I think partitions got generated correctly -- here is a query and it's
output:
"show table extended like 'rum_beacon_partition'
partition(account_id='XXXX',product='rum',group_id='XXXX',year='2017',month='09',day='12')
location:ceph://ceph-mon.service.consul:6789/stream2store/nt_tp_collation
/account_id=XXXX/product=rum/group_id= XXXX/year=2017/month=09/day=12
However, it does appear that when I issue a SQL query, the predicates do
not correctly limit the files touched:
explain extended select uri from rum_beacon_partition where
account_id='XXXX' and product='rum' and group_id='XXXX' and year='2017' and
month='09' limit 2
Produces output that seems to indicate that every file is being touched
(unless I'm misreading the output).

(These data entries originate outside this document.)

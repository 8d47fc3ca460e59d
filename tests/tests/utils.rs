use anyhow::Result;
use mock_service::{MockHandle, ServiceOptions};
use std::sync::OnceLock;
use std::time::Duration;
use tracing::error;
use tracing_subscriber::{EnvFilter, FmtSubscriber};
use trainbench_runtime::http::{http_client, HttpPaymentClient, HttpSutClient};
use url::Url;

#[allow(unused)]
pub fn init() {
    static ONCE_LOCK: OnceLock<()> = OnceLock::new();

    ONCE_LOCK.get_or_init(|| {
        let default_panic = std::panic::take_hook();
        std::panic::set_hook(Box::new(move |info| {
            default_panic(info);
            error!("Panic occurred: {info:?}");
            std::process::exit(1);
        }));

        FmtSubscriber::builder()
            .with_env_filter(EnvFilter::new(
                "trainbench=debug,trainbench_runtime=debug,mock_service=info",
            ))
            .init();
    });
}

/// Mock service on ephemeral ports, with URLs for both halves.
#[allow(unused)]
pub struct Mock {
    pub handle: MockHandle,
    pub target: Url,
    pub payment: Url,
}

#[allow(unused)]
impl Mock {
    pub async fn spawn(options: ServiceOptions) -> Result<Self> {
        let handle = mock_service::spawn(options).await?;
        let target = Url::parse(&format!("http://{}", handle.sut_addr))?;
        let payment = Url::parse(&format!("http://{}", handle.payment_addr))?;
        Ok(Self {
            handle,
            target,
            payment,
        })
    }

    pub fn sut(&self) -> Result<HttpSutClient> {
        let client = http_client(Duration::from_secs(5))?;
        Ok(HttpSutClient::new(client, self.target.clone()))
    }

    pub fn payment_client(&self) -> Result<HttpPaymentClient> {
        let client = http_client(Duration::from_secs(5))?;
        Ok(HttpPaymentClient::new(client, self.payment.clone()))
    }
}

It also crashes my filesystem so I
suspect there is some truth to it.
Optimized logical plan looks fine I think:
== Optimized Logical Plan == |
| Limit 2 |
| Project [uri#16519] |
| Filter (((((account_id#16511 = XXXX) && (product#16512 = rum)) &&
(group_id#16513 = XXXX)) && (year#16514 = 2017)) && (month#16515 = 09)) |
But in the physical plan it seems that a ton of files are touched (both in
account and date partitions)
Scan
ParquetRelation[ceph://ceph-mon.service.consul:6789/stream2store/nt_tp_collation/account_id=XXXX/product=rum/group_id=XXXX/year=2017/month=05/day=16,ceph://ceph-mon.service.consul:6789/stream2store/nt_tp_collation/account_id=XXXX/product=rum/group_id=XXXX/year=2017/month=05/day=17,ceph://ceph-mon.service.consul:6789/stream2store/nt_tp_collation/account_id=XXXX/product=rum/group_id=XXXX/year=2017/month=05/day=18,ceph://ceph-mon.service.consul:6789/stream2store/nt_tp_collation/account_id=XXXX/product=rum/group_id=XXXX/year=2017/month=05/day=19,ceph://ceph-mon.service.consul:6789/stream2store/nt_tp_collation/account_id=XXXX/product=rum/group_id=XXXX/year=2017/month=05/day=20,ceph://ceph-mon.service.consul:6789/stream2store/nt_tp_collation/account_id=XXXX/product=rum/group_id=XXXX/year=2017/month=05/day=21,ceph://ceph-mon.service.consul:6789/stream2store/nt_tp_collation/account_id=XXXX/product=rum/group_id=XXXX/year=2017/month=05/day=22,ceph://ceph-mon.service.consul:6789/stream2store/nt_tp_collation/account_id=XXXX/product=rum/group_id=XXXX/year=2017/month=05/day=23,ceph://ceph-mon.service.consul:6789/stream2store/nt_tp_collation/account_id=XXXX/product=rum/group_id=XXXX/year=2017/month=05/day=24,ceph://ceph-mon.service.consul:6789/stream2store/nt_tp_collation/account_id=XXXX/product=rum/group_id=XXXX/year=2017/month=05/day=25,ceph://ceph-mon.service.consul:6789/stream2store/nt_tp_collation/account_id=XXXX/product=rum/group_id=XXXX/year=2017/month=05/day=26,ceph://ceph-mon.service.consul:6789/stream2store/nt_tp_collation/account_id=XXXX/product=rum/group_id=XXXX/year=2017/month=05/day=27,ceph://ceph-mon.service.consul:6789/stream2store/nt_tp_collation/account_id=XXXX/product=rum/group_id=XXXX/year=2017/month=05/day=28,ceph://ceph-mon.service.consul:6789/stream2store/nt_tp_collation/account_id=XXXX/product=rum/group_id=XXXX/year=2017/month=05/day=29,ceph://ceph-mon.service.consul:6789/stream2store/nt_tp_collation/account_id=XXXX/product=rum/group_id=XXXX/year=2017/month=05/day=30,ceph://ceph-mon.service.consul:6789/stream2store/nt_tp_collation/account_id=XXXX/product=rum/group_id=XXXX/year=2017/month=05/day=31,ceph://ceph-mon.service.consul:6789/stream2store/nt_tp_collation/account_id=XXXX/product=rum/group_id=XXXX/year=2017/month=06/day=01,ceph://ceph-mon.service.consul:6789/stream2store/nt_tp_collation/account_id=XXXX/product=rum/group_id=XXXX/year=2017/month=06/day=02
I am hoping someone can offer debugging tips / advice on what to look for
in the logs. I'm on a pretty old version of Spark (1.5.2) but this seems
like something that I'm doing wrong.